Apakah ada sesuatu yang begitu kebetulan di dunia ini? Qin Wentian menggunakan denting lonceng untuk mengungkapkan kerinduannya pada putri Kaisar Abadi. Dan sekarang, gadis peri bernama Qingcheng ini benar-benar mengukir kata-kata untuk mengungkapkan kerinduannya sendiri.
Mata Dong Lingwu berkilat, dan dia menatap Mo Qingcheng sambil bertanya, “Siapa nama suamimu?”
Mo Qingcheng menoleh ke arah Dong Linwu dan menjawab, “Suamiku bernama Qin Wentian.”
Dong Linwu mengerutkan kening dan raut wajahnya berubah. Dia pernah mendengar nama Qin Wentian sebelumnya. Dua tahun lalu, terjadi pertempuran besar di Alam Penghubung Langit. Qin Wentian adalah individu yang luar biasa kuat. Huang Youdi, Si Mata Putih, dan bahkan Anak Dewa Petir Lei Ba, semuanya telah dikalahkan olehnya.

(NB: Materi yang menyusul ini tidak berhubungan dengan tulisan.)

fn find_top_level(s: &str, targets: &[char]) -> Option<usize> {
    let mut depth = 0usize;
    let mut in_string = false;
    for (i, c) in s.char_indices() {
        match c {
            '"' => in_string = !in_string,
            _ if in_string => {}
            '(' | '[' | '{' => depth += 1,
            ')' | ']' | '}' => depth = depth.saturating_sub(1),
            c if depth == 0 && targets.contains(&c) => return Some(i),
            _ => {}
        }
    }
    None
}

fn is_identifier(name: &str) -> bool {
    let mut chars = name.chars();
    matches!(chars.next(), Some(c) if c.is_ascii_alphabetic() || c == '_')
        && chars.all(|c| c.is_ascii_alphanumeric() || c == '_' || c == '-')
}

“Aku belum pernah mendengar namanya sebelumnya. Sebaiknya kau dengarkan aku—mendapatkan kesempatan untuk melayani Linwu seharusnya dianggap sebagai keberuntunganmu. Bahkan jika orangmu datang ke sini, dia hanya bisa berbalik dan pergi dengan ekor di antara kedua kakinya.” Meskipun Qin Wentian terkenal, tidak semua orang di keempat akademi pernah mendengar namanya. Misalnya, Hua Xinyi ini—dia benar-benar tidak ingat namanya. Ketika
Dong Linwu mendengar kata-katanya, kerutannya semakin dalam. Tiba-tiba, dia menundukkan kepalanya dan melihat sekelompok sosok yang muncul di hadapannya. Orang-orang ini semuanya memiliki aura yang luar biasa, dengan seorang pria dan seorang wanita memimpin kelompok tersebut. Pria itu tampan dan wanita itu cantik, dan meskipun penampilannya tidak bisa dibandingkan dengan Mo Qingcheng, dia masih lebih cantik jika dibandingkan dengan Hua Xinyi. Terutama aura kemuliaan yang dipancarkannya; itu adalah sesuatu yang tidak bisa dipalsukan.
“Dong Linwu, kau benar-benar semakin murahan,” ejek pria di depan itu dengan dingin. Hua Xinyi mengerutkan alisnya. “Kau pikir kau siapa? Beraninya kau berbicara seperti ini kepada Linwu?”
Li Yufeng tersenyum, melirik Hua Xinyi sebelum menggelengkan kepalanya. “Kau juga bisa menoleransi wanita seperti itu? Seperti yang diharapkan, burung-burung yang sejenis berkumpul bersama.”
Setelah itu, pria itu menatap Mo Qingcheng, merasa agak terpukau oleh kecantikannya. Kemudian dia tersenyum. “Apakah kau mencari Qin Wentian?”
“Mhm, apakah kau tahu di mana dia sekarang?” Mo Qingcheng mengangguk. Orang ini sepertinya mengenal Wentian.
“Aku tahu, tapi kurasa dia belum meninggalkan tempat itu. Kau bisa menunggu di sini dengan sabar sebentar. Aku yakin seseorang akan segera datang menjemputmu,” jawab Li Yufeng kepada Mo Qingcheng, menyebabkan ekspresi bahagia terlintas di wajahnya. Dia bisa merasakan bahwa Li Yufeng bahkan lebih luar biasa dibandingkan Dong Linwu, jadi tidak perlu baginya untuk berbohong padanya. Namun, siapa yang akan datang menjemputnya? Dan ke mana Wentian pergi sebenarnya? Kapan dia akan kembali?!